Caton's enthusiasm for his students' education is demonstrated in 1875 when he describes what "excellent exercise it was to place their thoughts on paper and thoroughly to investigate any subject for the benefit of their fellow Student."

== Personal life ==
In 1869, Dr Richard Caton moved from Edinburgh to Liverpool, where he lived for the rest of his life. His mother died at his house in Abercromby Square in 1873. In 1885 he married Annie Ivory (1855–1912), daughter of an Edinburgh Solicitor. They had two daughters, Anne Rose and Mildred Robina, the former of whom became her father's companion in later years. Mildred married Henry Arderne Ormerod (1886–1964), Professor of Ancient History at Liverpool University. Their son W.E. Omerod preserved Caton's papers for posterity; these can be seen in the University of Liverpool Special Collections and Archives.
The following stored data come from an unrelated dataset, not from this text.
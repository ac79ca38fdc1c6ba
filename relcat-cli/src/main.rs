// Copyright (c) 2024-2025 DeepGraph Inc.
// SPDX-License-Identifier: Apache-2.0
//
//! relcat CLI entry point

use clap::Parser;
use colored::Colorize;

mod cli;
use cli::{handlers, Cli, Commands};

fn main() -> Result<(), Box<dyn std::error::Error>> {
    let cli = Cli::parse();

    // --verbose wins over --log-level; RUST_LOG still applies per module
    let log_level = match (cli.verbose, cli.log_level) {
        (true, _) => log::LevelFilter::Debug,
        (false, Some(level)) => level.to_level_filter(),
        (false, None) => log::LevelFilter::Warn,
    };

    env_logger::Builder::from_default_env()
        .filter_level(log_level)
        .init();

    let path = cli.path.as_path();
    match &cli.command {
        Commands::Version => {
            println!("{} {}", "relcat".bold().green(), relcat::VERSION);
            println!("Transactional system catalog");
            Ok(())
        }
        Commands::Init => handlers::handle_init(path, cli.memory, cli.format),
        Commands::Schemas => handlers::handle_schemas(path, cli.memory, cli.format),
        Commands::CreateSchema { name } => handlers::handle_create_schema(path, cli.memory, name),
        Commands::DropSchema { name } => handlers::handle_drop_schema(path, cli.memory, name),
        Commands::Tables { database } => {
            handlers::handle_tables(path, cli.memory, database, cli.format)
        }
        Commands::Triggers { database, table } => {
            handlers::handle_triggers(path, cli.memory, database, table, cli.format)
        }
        Commands::Catalogs => handlers::handle_catalogs(path, cli.memory, cli.format),
    }
}
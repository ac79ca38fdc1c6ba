// Copyright (c) 2024-2025 DeepGraph Inc.
// SPDX-License-Identifier: Apache-2.0
//
//! Command-line arguments

use clap::{Parser, Subcommand, ValueEnum};
use std::path::PathBuf;

/// relcat - bootstrap and inspect a system catalog
#[derive(Parser, Debug)]
#[command(name = "relcat")]
#[command(version)]
#[command(about = "Bootstrap and inspect a relcat system catalog", long_about = None)]
pub struct Cli {
    /// Database directory
    #[arg(long = "path", global = true, default_value = "./relcat.db")]
    pub path: PathBuf,

    /// Use volatile in-memory storage instead of --path
    #[arg(long = "memory", global = true)]
    pub memory: bool,

    /// Enable verbose logging
    #[arg(short = 'v', long = "verbose", global = true)]
    pub verbose: bool,

    /// Log level (error, warn, info, debug, trace)
    #[arg(long = "log-level", global = true)]
    pub log_level: Option<LogLevel>,

    /// Output format
    #[arg(long = "format", global = true, value_enum, default_value_t = OutputFormat::Table)]
    pub format: OutputFormat,

    #[command(subcommand)]
    pub command: Commands,
}

#[derive(Subcommand, Debug)]
pub enum Commands {
    /// Create the catalog tables and bootstrap rows
    Init,

    /// List namespaces
    Schemas,

    /// Create a namespace
    CreateSchema {
        /// Schema name
        name: String,
    },

    /// Drop a namespace
    DropSchema {
        /// Schema name
        name: String,
    },

    /// List tables of a database
    Tables {
        /// Database name
        #[arg(long = "database", default_value = "pg_catalog")]
        database: String,
    },

    /// List triggers of a table
    Triggers {
        /// Database name
        #[arg(long = "database")]
        database: String,

        /// Table name
        #[arg(long = "table")]
        table: String,
    },

    /// Describe the catalog tables
    Catalogs,

    /// Show version information
    Version,
}

#[derive(Debug, Clone, Copy, PartialEq, Eq, ValueEnum)]
pub enum OutputFormat {
    Table,
    Json,
}

#[derive(Debug, Clone, Copy, PartialEq, Eq, ValueEnum)]
pub enum LogLevel {
    Error,
    Warn,
    Info,
    Debug,
    Trace,
}

impl LogLevel {
    pub fn to_level_filter(self) -> log::LevelFilter {
        match self {
            LogLevel::Error => log::LevelFilter::Error,
            LogLevel::Warn => log::LevelFilter::Warn,
            LogLevel::Info => log::LevelFilter::Info,
            LogLevel::Debug => log::LevelFilter::Debug,
            LogLevel::Trace => log::LevelFilter::Trace,
        }
    }
}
Caton lived at a number of addresses including Livingstone Drive Sefton Park, Balmoral Road Fairfield, Lea Hall Gateacre, and Sunnyside Princes Park. For his practice he had consulting rooms at 36 and 78 Rodney Street, Liverpool. His health worsening, with increasing sciatica, Caton moved to Surrey for warmer climes. He died in Haslemere on 2 January 1926. He was buried at All Saints' Church, Childwall, Liverpool, on 6 January 1926. His gravestone commemorates both him and his wife.
==Sources==
- Berger, Hans (1929). "Über das Elektroenkephalogramm des Menschen"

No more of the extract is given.